The color scheme is where this collab really shines. That Summit Gold is instantly recognizable if you’ve ever owned or lusted after a vintage North Face jacket, and seeing it on a Moka pot feels both surprising and completely right. The black and gold combination gives the entire set a premium, cohesive look that transcends either brand’s individual aesthetic.

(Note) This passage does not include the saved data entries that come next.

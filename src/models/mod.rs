//! # Data Models
//!
//! SeaORM entities for the staging store: raw staged records written by
//! collectors, per-scope configuration, discovered field metadata and the
//! derived issue records.

pub mod issue;
pub mod issue_field;
pub mod scope_config;
pub mod staged_deployment;
pub mod staged_issue;

pub use issue::Entity as Issue;
pub use issue_field::Entity as IssueField;
pub use scope_config::Entity as ScopeConfig;
pub use staged_deployment::Entity as StagedDeployment;
pub use staged_issue::Entity as StagedIssue;
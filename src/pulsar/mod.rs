//! PULSAR Channel (§4.B) — the bidirectional line-oriented link to the
//! external synth engine, over either a subprocess or a FIFO transport.

pub mod fifo;
pub mod subprocess;

use std::sync::Arc;

use tokio::sync::{mpsc, Mutex};

use crate::config::{Config, PulsarMode};
use crate::error::QuasarError;
use crate::supervisor::Supervisor;

/// Events surfaced from the channel to the rest of the hub.
#[derive(Debug)]
pub enum PulsarEvent {
    /// One line of PULSAR stdout (subprocess transport only; the FIFO
    /// transport never produces these — see §4.B transport 2).
    Line(String),
    /// The subprocess exited unexpectedly.
    Exited,
}

enum Transport {
    Subprocess(subprocess::SubprocessTransport),
    Fifo(fifo::FifoTransport),
}

/// The single process-wide PULSAR channel. Created lazily on first need;
/// invalidated and re-created across subprocess restarts.
pub struct PulsarChannel {
    config: Config,
    transport: Mutex<Option<Transport>>,
    /// Serializes a slot's `TICK`+`RENDER` pair against every other slot's
    /// command writes — the ordering guarantee the Frame Parser depends on
    /// (§4.D). Distinct from `transport`'s own lock, which only serializes
    /// individual command writes.
    pair_lock: Mutex<()>,
    events: mpsc::UnboundedSender<PulsarEvent>,
    supervisor: Arc<Supervisor>,
}

impl PulsarChannel {
    pub fn new(
        config: Config,
        events: mpsc::UnboundedSender<PulsarEvent>,
        supervisor: Arc<Supervisor>,
    ) -> Self {
        Self {
            config,
            transport: Mutex::new(None),
            pair_lock: Mutex::new(()),
            events,
            supervisor,
        }
    }

    /// Ensure the transport is established, spawning/opening it if needed.
    pub async fn ensure_started(&self) -> Result<(), QuasarError> {
        let mut guard = self.transport.lock().await;
        if guard.is_some() {
            return Ok(());
        }

        let (transport, pid, comm_type, comm_path): (Transport, u32, &str, Option<String>) =
            match self.config.pulsar_mode {
                PulsarMode::Subprocess => {
                    let t = subprocess::SubprocessTransport::spawn(&self.config, self.events.clone())?;
                    let pid = t.pid();
                    (Transport::Subprocess(t), pid, "pipe", None)
                }
                PulsarMode::Fifo => {
                    let (t, pid) = fifo::FifoTransport::new(&self.config);
                    let path = self.config.pulsar_fifo_path.display().to_string();
                    (Transport::Fifo(t), pid.unwrap_or(0), "fifo", Some(path))
                }
            };

        *guard = Some(transport);
        drop(guard);
        self.supervisor
            .register(pid, comm_type, comm_path.as_deref())
            .await;
        Ok(())
    }

    /// Serialize one command line to the channel. Per §4.B: a write error on
    /// the subprocess stdin is fatal (exit is expected imminently); a write
    /// error on the FIFO invalidates the descriptor so the next send
    /// reopens it.
    pub async fn send_command(&self, line: impl Into<String>) -> Result<(), QuasarError> {
        self.ensure_started().await?;
        let mut guard = self.transport.lock().await;
        let line = line.into();
        match guard.as_mut() {
            Some(Transport::Subprocess(t)) => {
                if t.write_line(&line).await.is_err() {
                    *guard = None;
                    drop(guard);
                    let _ = self.events.send(PulsarEvent::Exited);
                    return Err(QuasarError::PulsarUnavailable(
                        "subprocess stdin closed".into(),
                    ));
                }
                Ok(())
            }
            Some(Transport::Fifo(t)) => {
                t.write_line(&line).await;
                Ok(())
            }
            None => Err(QuasarError::PulsarUnavailable(
                "channel not established".into(),
            )),
        }
    }

    /// Send a slot's `TICK`+`RENDER` pair atomically with respect to every
    /// other slot, calling `on_render` (to arm the Frame Parser's
    /// `currentFrameSlot`) exactly between the two writes.
    pub async fn send_tick_and_render(
        &self,
        slot: u16,
        ms: u64,
        on_render: impl FnOnce(),
    ) -> Result<(), QuasarError> {
        let _pair = self.pair_lock.lock().await;
        self.send_command(format!("{slot} TICK {ms}")).await?;
        on_render();
        self.send_command(format!("{slot} RENDER")).await
    }

    /// Drop the cached transport without sending anything further. Used
    /// after an unexpected PULSAR exit.
    pub async fn invalidate(&self) {
        *self.transport.lock().await = None;
    }

    /// Cancellation-time teardown: send `QUIT` and allow a short grace
    /// period before giving up on a clean exit.
    pub async fn shutdown(&self) {
        let _ = self.send_command("QUIT").await;
        let mut guard = self.transport.lock().await;
        if let Some(Transport::Subprocess(t)) = guard.as_mut() {
            t.wait_for_exit(std::time::Duration::from_millis(1000)).await;
        }
        *guard = None;
    }
}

Now let’s address the elephant in the room: the price. At $220, this isn’t exactly an impulse purchase. You can get a standard Moka Express for a fraction of that cost. But you’re not just buying a coffee maker here. You’re buying into a collaboration between two heritage brands, complete with the matching cups, spoons, and that perfectly branded tin. It’s collectible merch that happens to make excellent coffee, or an excellent coffee setup that happens to be collectible merch, depending on how you look at it.

The reality is that this set probably makes more sense sitting on your apartment’s kitchen counter or at your glamping setup than it does in your actual hiking pack. And that’s perfectly okay. Not every outdoor-branded product needs to summit Everest. Sometimes it’s enough to add a little adventure aesthetic to your morning routine, to have that moment of enjoying rich Italian espresso while wearing your Nuptse jacket and dreaming about trails you’ll hike someday.

This collaboration taps into something broader happening in design culture right now: the blurring of boundaries between function and lifestyle, between genuine outdoor gear and urban fashion, between coffee equipment and collectible objects. It’s the same impulse that puts Supreme on Coleman coolers or sees luxury brands creating camping gear. We want our everyday objects to tell stories about who we are or who we want to be.

Whether the TNF x Bialetti Moka Set is worth the investment depends on how much you value that intersection of coffee culture, design heritage, and brand storytelling. If you’re someone who gets excited about limited-edition collaborations and appreciates when iconic designs get reimagined, this might be calling your name. Just don’t expect it to revolutionize your backpacking coffee game.